Data coding and thematic analysis will be conducted alongside the collection of qualitative data from interviews to allow for ongoing analysis and refinement of attitude grouping until data saturation is reached. Interview transcripts will be coded by the study investigators and techniques in inductive theory, specifically the iterative process of open coding and grouping of similar codes will be used to extract the issues emerging. Qualitative data will be organised using NVivo software.

DCE analysis

Choice data from the DCE will be analysed using standard econometric techniques [54]. The DCE will be analysed using a mixed logit regression model, where the dependent variable is whether the respondent chooses Drink A or Drink B, and independent variables are the attribute levels in each alternative. Mixed logit is now the standard analytic approach for DCEs and helps to account for a number of sources of unobserved heterogeneity to produce unbiased regression coefficients [54]. The sample size of 500 parent-child dyads will be sufficient for the analysis of choice data by main sub-groups, such as socio-economic group and geographic location

Longitudinal study analysis

The longitudinal data will be analysed using regression-based statistical and econometric methods. A sequence of regression equations will be estimated that account for the relationships between three variables: primary outcome measures (dmft and standardised body mass index), fluoride exposure, and tap water consumption. To begin with, each of these will be modelled in separate regression models. Mediating and moderating variables will be explored and will likely include family demographics and composition, water environment, diet, and consumption of alternative drinks. Additional models will test the relationship between tap water consumption and fluoride exposure on the primary outcomes.
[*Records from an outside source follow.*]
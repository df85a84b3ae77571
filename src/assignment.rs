// SPDX-License-Identifier: AGPL-3.0-or-later
//
// Copyright (C) 2025 Daniel Negri
//
// This program is free software: you can redistribute it and/or modify
// it under the terms of the GNU Affero General Public License as published by
// the Free Software Foundation, either version 3 of the License, or
// (at your option) any later version.
//
// This program is distributed in the hope that it will be useful,
// but WITHOUT ANY WARRANTY; without even the implied warranty of
// MERCHANTABILITY or FITNESS FOR A PARTICULAR PURPOSE. See the
// GNU Affero General Public License for more details.
//
// You should have received a copy of the GNU Affero General Public License
// along with this program. If not, see <https://www.gnu.org/licenses/>.

//! Exclusive device assignment.
//!
//! Every operation here runs inside the target transaction's mutex, so a
//! staff correction and a completion webhook for the same booking are
//! mutually exclusive; the loser observes the new state and fails its
//! guard instead of overwriting.
//!
//! Lock order is always transaction mutex first, then the registry's
//! per-device state. The registry never takes transaction locks.

use crate::alerts::{AlertQueue, OpsAlert};
use crate::base::TransactionId;
use crate::device::DeviceRegistry;
use crate::error::BookingError;
use crate::store::TransactionStore;
use crate::transaction::{TransactionData, TransactionStatus};
use std::sync::Arc;
use tracing::{error, info};

/// Claims the lowest-serial free device and binds it within the held
/// transaction lock. Both sides commit or the claim is rolled back; there
/// is no state where the status is ACTIVE without a device reference, nor
/// a claimed device without a referencing transaction.
pub(crate) fn bind_device(
    registry: &DeviceRegistry,
    data: &mut TransactionData,
    id: TransactionId,
) -> Result<String, BookingError> {
    data.ensure_can_activate()?;
    let serial = registry.acquire(id)?;
    if let Err(e) = data.activate(serial.clone()) {
        let _ = registry.release(&serial);
        return Err(e);
    }
    Ok(serial)
}

/// Coordinator binding tracker devices to transactions.
pub struct DeviceAssignment {
    store: Arc<TransactionStore>,
    registry: Arc<DeviceRegistry>,
    alerts: Arc<AlertQueue>,
}

impl DeviceAssignment {
    pub fn new(
        store: Arc<TransactionStore>,
        registry: Arc<DeviceRegistry>,
        alerts: Arc<AlertQueue>,
    ) -> Self {
        Self {
            store,
            registry,
            alerts,
        }
    }

    /// Binds a free device to a paid transaction
    /// (PENDING_PAYMENT → ACTIVE).
    ///
    /// # Errors
    ///
    /// [`BookingError::NoDeviceAvailable`] leaves the transaction in
    /// PENDING_PAYMENT for a later retry.
    pub fn assign_to_transaction(&self, id: TransactionId) -> Result<String, BookingError> {
        let txn = self.store.expect(id)?;
        let mut data = txn.lock();
        let serial = bind_device(&self.registry, &mut data, id)?;
        info!(%id, serial, "tracker device assigned");
        Ok(serial)
    }

    /// Marks an active transaction completed, releasing its device in the
    /// same locked transition.
    pub fn complete(&self, id: TransactionId) -> Result<(), BookingError> {
        let txn = self.store.expect(id)?;
        let mut data = txn.lock();
        let released = data.complete()?;
        self.unassign(id, released.as_deref());
        info!(%id, "transaction completed");
        Ok(())
    }

    /// Cancels a transaction from any non-terminal status, releasing its
    /// device when one was bound.
    pub fn cancel(&self, id: TransactionId) -> Result<(), BookingError> {
        let txn = self.store.expect(id)?;
        let mut data = txn.lock();
        let released = data.cancel()?;
        self.unassign(id, released.as_deref());
        info!(%id, "transaction cancelled");
        Ok(())
    }

    /// Staff correction: move an active transaction onto a named device.
    ///
    /// The new device is claimed before the old one is released, so the
    /// transaction never observes a gap in its reference.
    ///
    /// # Errors
    ///
    /// [`BookingError::Conflict`] when the named device is already in use.
    pub fn reassign(&self, id: TransactionId, new_serial: &str) -> Result<String, BookingError> {
        let txn = self.store.expect(id)?;
        let mut data = txn.lock();
        if data.status() != TransactionStatus::Active {
            return Err(BookingError::InvalidTransition {
                from: data.status(),
                event: "reassign a device for",
            });
        }
        if data.device_serial() == Some(new_serial) {
            return Ok(new_serial.to_string());
        }
        self.registry.acquire_specific(new_serial, id)?;
        let previous = match data.swap_device(new_serial.to_string()) {
            Ok(previous) => previous,
            Err(e) => {
                let _ = self.registry.release(new_serial);
                return Err(e);
            }
        };
        self.unassign(id, previous.as_deref());
        info!(%id, serial = new_serial, "tracker device reassigned");
        Ok(new_serial.to_string())
    }

    /// Releases a device back to the pool. Always attempted: a failure is
    /// queued for an operator instead of unwinding the transition that
    /// already cleared the reference.
    fn unassign(&self, id: TransactionId, released: Option<&str>) {
        let Some(serial) = released else { return };
        if let Err(e) = self.registry.release(serial) {
            error!(%id, serial, error = %e, "device release failed");
            self.alerts.push(OpsAlert::ReleaseFailed {
                transaction_id: id,
                serial: serial.to_string(),
                reason: e.to_string(),
            });
        }
    }
}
A mixture of categorical and continuous variables will be used. Variables will be first differenced to examine the change in the dependent variable between time period 1 and time period 2, as a function of the change in the levels of independent variables between time periods 1 and 2. This has the advantage that all factors that do not change over time, including those which cannot be observed, are equal to zero for each respondent and therefore are controlled for in the analysis [55]. This will include factors about geographic location, genetic influences on health, and socio-economic factors. This provides more unbiased estimates of the effect of fluoride exposure, drink choices, and water environment on the primary outcomes compared to using cross-sectional (contemporaneous) data. In addition, regression models will be estimated using values of each dependent variable at time period 2, regressed on past levels of the independent variables (time period 1). This removes the effect of reverse causality and further reduces bias. Survival analysis techniques will also be utilised.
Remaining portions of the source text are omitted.